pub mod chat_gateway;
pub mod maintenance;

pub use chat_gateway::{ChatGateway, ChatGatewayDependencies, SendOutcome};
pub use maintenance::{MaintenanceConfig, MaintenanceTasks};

····················

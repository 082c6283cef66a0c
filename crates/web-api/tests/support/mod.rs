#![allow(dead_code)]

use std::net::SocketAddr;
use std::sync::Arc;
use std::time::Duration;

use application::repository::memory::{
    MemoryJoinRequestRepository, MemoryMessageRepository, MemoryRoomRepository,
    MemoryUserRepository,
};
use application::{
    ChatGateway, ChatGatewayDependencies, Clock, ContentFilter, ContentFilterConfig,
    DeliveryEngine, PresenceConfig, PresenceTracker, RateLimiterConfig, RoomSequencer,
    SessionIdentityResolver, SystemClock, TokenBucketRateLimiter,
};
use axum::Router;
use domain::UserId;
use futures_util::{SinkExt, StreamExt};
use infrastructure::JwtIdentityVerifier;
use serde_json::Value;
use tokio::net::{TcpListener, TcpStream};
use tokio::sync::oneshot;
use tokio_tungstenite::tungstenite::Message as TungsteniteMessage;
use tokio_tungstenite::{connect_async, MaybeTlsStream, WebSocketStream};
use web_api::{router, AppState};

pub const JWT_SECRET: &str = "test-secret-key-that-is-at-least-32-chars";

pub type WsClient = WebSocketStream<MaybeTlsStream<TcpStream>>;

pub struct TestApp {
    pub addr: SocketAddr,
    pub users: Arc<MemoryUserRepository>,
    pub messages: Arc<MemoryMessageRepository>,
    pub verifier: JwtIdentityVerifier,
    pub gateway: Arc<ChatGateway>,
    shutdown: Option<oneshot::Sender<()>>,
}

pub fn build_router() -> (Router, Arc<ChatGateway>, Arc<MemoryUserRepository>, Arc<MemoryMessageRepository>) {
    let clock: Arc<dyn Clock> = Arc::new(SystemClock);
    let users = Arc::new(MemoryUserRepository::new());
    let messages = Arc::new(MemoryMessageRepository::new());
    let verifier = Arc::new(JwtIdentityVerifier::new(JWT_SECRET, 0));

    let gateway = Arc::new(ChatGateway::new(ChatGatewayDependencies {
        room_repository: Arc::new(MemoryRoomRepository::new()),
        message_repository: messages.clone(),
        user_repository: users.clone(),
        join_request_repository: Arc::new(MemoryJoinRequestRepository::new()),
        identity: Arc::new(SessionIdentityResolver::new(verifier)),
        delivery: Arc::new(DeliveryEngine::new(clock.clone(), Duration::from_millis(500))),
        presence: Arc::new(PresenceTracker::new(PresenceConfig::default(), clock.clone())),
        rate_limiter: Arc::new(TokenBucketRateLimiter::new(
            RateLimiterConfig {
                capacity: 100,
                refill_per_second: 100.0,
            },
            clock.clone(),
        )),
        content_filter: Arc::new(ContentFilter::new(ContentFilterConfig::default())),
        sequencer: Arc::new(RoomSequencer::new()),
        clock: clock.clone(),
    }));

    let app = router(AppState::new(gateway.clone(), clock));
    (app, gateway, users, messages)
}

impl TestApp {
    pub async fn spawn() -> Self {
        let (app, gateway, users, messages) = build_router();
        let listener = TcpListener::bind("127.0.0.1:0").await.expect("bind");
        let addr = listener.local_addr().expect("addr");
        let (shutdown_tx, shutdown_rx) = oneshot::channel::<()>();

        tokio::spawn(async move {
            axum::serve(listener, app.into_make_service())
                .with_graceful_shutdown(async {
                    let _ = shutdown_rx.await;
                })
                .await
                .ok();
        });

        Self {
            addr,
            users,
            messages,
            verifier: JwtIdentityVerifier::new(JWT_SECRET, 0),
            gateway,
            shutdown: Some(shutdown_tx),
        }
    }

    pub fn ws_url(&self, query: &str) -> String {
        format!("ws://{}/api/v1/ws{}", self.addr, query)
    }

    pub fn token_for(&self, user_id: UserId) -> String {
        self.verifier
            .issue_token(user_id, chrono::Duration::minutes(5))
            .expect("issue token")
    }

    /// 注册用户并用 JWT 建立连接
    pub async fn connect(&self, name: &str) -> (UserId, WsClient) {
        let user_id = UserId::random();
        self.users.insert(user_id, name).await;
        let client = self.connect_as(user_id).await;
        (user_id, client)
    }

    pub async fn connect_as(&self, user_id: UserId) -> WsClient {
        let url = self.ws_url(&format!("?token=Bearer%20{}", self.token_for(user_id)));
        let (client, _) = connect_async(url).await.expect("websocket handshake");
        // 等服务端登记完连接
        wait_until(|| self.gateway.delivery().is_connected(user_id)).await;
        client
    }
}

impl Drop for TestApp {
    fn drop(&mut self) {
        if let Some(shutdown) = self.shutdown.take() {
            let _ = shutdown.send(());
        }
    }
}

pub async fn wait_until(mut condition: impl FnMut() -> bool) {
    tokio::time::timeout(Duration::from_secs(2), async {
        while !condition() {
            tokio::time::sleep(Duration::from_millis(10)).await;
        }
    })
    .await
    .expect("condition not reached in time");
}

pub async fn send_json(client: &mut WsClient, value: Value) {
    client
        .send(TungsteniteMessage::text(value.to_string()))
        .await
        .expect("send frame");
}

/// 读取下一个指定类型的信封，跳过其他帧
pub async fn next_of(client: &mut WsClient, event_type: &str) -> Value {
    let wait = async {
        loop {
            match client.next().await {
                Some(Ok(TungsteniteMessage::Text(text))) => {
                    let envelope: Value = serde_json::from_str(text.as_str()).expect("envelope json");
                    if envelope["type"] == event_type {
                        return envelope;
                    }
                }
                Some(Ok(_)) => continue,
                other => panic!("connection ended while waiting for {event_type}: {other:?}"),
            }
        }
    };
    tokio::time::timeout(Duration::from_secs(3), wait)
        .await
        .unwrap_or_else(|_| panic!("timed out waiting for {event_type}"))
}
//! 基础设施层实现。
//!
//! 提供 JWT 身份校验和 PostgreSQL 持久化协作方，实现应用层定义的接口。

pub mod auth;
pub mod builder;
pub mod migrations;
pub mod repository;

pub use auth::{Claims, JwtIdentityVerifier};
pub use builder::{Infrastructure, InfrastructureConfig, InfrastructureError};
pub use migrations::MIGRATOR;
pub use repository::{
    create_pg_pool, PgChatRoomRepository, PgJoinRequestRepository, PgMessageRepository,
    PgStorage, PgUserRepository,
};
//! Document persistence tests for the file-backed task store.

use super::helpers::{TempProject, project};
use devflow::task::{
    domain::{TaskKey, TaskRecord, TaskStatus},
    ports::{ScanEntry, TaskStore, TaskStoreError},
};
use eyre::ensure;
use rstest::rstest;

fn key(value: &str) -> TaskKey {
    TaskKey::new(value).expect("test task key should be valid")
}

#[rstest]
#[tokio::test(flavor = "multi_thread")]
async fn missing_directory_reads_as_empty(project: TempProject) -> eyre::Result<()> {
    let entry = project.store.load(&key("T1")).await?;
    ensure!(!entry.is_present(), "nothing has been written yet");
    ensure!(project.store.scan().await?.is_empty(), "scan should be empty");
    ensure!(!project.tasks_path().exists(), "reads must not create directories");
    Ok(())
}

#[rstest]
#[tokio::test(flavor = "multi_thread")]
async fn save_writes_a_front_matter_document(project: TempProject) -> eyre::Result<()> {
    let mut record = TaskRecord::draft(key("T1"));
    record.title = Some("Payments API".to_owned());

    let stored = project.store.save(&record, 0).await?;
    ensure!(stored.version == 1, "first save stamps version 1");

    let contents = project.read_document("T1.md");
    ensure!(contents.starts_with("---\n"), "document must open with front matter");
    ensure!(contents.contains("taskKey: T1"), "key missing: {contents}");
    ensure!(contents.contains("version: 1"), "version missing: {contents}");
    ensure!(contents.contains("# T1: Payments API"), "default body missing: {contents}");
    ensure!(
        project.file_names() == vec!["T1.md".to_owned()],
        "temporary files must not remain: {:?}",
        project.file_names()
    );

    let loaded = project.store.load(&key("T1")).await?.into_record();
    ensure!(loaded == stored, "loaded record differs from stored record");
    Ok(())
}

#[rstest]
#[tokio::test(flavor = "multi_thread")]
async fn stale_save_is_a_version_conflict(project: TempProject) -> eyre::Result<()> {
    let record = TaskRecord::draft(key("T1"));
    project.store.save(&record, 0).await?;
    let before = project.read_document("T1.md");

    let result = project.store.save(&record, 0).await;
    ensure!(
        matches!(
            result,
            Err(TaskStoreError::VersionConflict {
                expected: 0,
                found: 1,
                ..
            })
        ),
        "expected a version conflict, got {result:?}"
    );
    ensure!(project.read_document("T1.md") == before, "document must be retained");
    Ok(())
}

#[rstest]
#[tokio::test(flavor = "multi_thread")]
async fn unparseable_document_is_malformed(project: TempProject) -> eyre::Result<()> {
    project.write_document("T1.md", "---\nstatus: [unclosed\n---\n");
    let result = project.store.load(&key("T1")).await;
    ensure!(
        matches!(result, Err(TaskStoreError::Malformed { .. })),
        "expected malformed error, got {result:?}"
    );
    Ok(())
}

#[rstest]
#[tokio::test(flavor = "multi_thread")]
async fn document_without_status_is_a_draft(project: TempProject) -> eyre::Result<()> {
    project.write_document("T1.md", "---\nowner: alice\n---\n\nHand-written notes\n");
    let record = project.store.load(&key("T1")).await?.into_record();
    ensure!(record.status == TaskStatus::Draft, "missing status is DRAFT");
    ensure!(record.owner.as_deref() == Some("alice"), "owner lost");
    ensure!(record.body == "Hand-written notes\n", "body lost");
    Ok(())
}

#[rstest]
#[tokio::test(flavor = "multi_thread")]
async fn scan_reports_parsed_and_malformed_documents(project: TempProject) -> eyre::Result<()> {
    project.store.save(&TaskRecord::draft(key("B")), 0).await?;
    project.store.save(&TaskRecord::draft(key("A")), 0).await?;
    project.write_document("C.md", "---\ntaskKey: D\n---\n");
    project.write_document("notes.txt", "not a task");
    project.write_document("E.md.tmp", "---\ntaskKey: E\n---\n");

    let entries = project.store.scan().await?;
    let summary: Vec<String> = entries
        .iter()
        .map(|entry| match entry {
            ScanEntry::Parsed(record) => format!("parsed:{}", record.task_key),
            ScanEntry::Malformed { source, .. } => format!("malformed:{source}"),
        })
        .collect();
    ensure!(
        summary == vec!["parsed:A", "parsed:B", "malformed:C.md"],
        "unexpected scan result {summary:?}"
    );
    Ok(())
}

····················

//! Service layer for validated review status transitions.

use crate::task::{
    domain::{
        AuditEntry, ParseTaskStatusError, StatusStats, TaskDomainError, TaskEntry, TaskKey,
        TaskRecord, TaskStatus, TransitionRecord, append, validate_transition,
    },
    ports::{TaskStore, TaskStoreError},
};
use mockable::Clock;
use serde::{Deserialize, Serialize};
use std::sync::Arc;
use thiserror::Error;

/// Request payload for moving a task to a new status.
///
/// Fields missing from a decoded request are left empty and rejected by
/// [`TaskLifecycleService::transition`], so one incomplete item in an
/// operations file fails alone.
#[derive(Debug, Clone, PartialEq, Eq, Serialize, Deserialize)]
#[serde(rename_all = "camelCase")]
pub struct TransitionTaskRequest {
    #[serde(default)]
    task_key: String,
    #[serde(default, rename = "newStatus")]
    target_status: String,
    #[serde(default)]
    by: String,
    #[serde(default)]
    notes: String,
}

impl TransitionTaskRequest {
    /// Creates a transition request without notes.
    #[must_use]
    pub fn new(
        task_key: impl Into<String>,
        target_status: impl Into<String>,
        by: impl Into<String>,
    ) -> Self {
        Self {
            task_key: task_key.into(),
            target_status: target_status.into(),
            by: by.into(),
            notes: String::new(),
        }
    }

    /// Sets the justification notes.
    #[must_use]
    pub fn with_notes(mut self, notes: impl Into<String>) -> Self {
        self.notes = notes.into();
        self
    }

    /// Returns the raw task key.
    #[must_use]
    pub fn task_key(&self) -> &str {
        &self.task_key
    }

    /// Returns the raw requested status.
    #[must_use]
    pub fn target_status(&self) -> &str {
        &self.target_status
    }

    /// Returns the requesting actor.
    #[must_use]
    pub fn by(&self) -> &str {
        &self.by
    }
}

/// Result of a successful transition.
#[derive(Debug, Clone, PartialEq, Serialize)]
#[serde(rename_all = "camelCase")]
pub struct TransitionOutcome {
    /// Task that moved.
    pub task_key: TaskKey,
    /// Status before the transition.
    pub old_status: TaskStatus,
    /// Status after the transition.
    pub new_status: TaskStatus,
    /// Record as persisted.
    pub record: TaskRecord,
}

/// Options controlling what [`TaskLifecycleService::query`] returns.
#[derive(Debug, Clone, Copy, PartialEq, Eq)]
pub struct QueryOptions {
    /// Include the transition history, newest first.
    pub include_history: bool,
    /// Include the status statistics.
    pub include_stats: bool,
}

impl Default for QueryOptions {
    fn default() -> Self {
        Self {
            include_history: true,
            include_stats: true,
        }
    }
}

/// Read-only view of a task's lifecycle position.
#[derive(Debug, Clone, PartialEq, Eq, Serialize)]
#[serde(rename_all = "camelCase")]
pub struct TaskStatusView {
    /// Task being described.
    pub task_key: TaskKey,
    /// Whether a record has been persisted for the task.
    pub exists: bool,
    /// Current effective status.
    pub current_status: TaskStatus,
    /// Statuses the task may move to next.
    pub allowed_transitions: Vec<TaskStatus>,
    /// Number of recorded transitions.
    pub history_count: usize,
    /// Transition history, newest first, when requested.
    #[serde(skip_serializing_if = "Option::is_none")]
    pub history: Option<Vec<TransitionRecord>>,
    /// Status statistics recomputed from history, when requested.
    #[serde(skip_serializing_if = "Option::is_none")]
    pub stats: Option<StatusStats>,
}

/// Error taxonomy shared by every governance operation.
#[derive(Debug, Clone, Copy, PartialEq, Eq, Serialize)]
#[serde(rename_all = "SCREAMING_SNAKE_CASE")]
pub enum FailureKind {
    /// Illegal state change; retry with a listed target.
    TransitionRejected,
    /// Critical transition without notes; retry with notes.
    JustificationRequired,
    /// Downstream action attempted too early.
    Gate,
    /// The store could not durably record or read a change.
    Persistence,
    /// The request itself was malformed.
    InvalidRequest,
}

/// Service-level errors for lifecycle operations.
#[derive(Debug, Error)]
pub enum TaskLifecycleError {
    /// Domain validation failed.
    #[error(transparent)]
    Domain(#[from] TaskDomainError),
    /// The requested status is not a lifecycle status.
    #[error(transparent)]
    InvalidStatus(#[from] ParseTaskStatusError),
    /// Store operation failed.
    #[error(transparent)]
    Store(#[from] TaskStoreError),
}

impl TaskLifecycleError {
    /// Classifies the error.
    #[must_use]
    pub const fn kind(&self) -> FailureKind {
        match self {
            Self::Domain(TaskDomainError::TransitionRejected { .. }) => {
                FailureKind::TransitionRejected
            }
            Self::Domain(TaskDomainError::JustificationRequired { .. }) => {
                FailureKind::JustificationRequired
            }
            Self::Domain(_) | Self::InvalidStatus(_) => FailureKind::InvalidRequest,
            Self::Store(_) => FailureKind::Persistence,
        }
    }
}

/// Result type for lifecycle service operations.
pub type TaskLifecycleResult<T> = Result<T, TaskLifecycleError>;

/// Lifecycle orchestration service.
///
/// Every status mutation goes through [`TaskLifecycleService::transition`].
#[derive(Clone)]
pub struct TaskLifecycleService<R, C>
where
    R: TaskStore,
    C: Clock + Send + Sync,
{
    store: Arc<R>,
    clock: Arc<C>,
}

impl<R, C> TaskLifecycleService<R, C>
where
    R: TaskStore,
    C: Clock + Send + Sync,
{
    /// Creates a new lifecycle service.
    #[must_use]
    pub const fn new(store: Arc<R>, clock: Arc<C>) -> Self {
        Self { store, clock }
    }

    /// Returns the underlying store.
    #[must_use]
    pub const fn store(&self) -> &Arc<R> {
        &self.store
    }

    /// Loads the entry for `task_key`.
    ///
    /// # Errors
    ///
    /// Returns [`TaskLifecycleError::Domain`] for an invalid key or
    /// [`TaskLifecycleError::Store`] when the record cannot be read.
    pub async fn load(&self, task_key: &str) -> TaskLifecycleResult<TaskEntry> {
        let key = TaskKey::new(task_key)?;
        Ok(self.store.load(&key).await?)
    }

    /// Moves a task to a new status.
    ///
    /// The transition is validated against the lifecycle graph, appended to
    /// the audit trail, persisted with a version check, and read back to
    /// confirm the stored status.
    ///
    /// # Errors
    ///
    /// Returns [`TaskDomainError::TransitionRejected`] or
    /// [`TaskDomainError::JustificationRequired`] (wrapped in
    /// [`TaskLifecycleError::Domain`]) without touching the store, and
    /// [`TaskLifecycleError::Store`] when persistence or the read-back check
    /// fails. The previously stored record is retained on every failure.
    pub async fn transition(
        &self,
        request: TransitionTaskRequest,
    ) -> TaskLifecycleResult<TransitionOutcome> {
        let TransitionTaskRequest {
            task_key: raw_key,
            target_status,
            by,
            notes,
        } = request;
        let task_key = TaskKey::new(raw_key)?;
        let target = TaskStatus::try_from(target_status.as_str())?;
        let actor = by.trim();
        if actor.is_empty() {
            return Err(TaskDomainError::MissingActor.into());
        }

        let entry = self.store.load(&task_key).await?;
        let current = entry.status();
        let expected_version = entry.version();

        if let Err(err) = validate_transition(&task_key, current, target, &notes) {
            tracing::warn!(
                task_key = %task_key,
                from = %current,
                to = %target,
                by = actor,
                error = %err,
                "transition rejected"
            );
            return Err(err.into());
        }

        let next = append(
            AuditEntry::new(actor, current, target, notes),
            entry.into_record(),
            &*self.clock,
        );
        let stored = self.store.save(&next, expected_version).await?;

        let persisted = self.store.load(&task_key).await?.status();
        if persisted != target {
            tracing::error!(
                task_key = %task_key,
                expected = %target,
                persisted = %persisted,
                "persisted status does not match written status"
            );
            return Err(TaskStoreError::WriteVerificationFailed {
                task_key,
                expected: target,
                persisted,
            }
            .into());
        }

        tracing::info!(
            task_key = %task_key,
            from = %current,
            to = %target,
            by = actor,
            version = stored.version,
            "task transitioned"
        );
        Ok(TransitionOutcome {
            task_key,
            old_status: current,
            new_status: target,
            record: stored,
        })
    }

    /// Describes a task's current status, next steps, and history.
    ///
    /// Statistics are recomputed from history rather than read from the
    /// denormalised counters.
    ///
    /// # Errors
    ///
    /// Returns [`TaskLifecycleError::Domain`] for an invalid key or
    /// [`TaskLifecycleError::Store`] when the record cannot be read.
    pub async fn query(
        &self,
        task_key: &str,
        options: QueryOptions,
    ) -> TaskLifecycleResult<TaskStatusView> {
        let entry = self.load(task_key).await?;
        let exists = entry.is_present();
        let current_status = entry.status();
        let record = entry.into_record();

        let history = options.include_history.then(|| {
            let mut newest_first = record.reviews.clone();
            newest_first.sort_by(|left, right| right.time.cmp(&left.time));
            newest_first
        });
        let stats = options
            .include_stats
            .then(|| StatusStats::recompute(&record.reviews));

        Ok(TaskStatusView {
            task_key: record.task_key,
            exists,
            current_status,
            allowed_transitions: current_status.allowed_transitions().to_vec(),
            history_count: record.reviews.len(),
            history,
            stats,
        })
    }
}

····················

Examine the records and pull out every line where the string "Some" occurs.

Reply:
            shutdown: Some(shutdown_tx),
        if let Some(shutdown) = self.shutdown.take() {
                Some(Ok(TungsteniteMessage::Text(text))) => {
                Some(Ok(_)) => continue,
    record.title = Some("Payments API".to_owned());
    ensure!(record.owner.as_deref() == Some("alice"), "owner lost");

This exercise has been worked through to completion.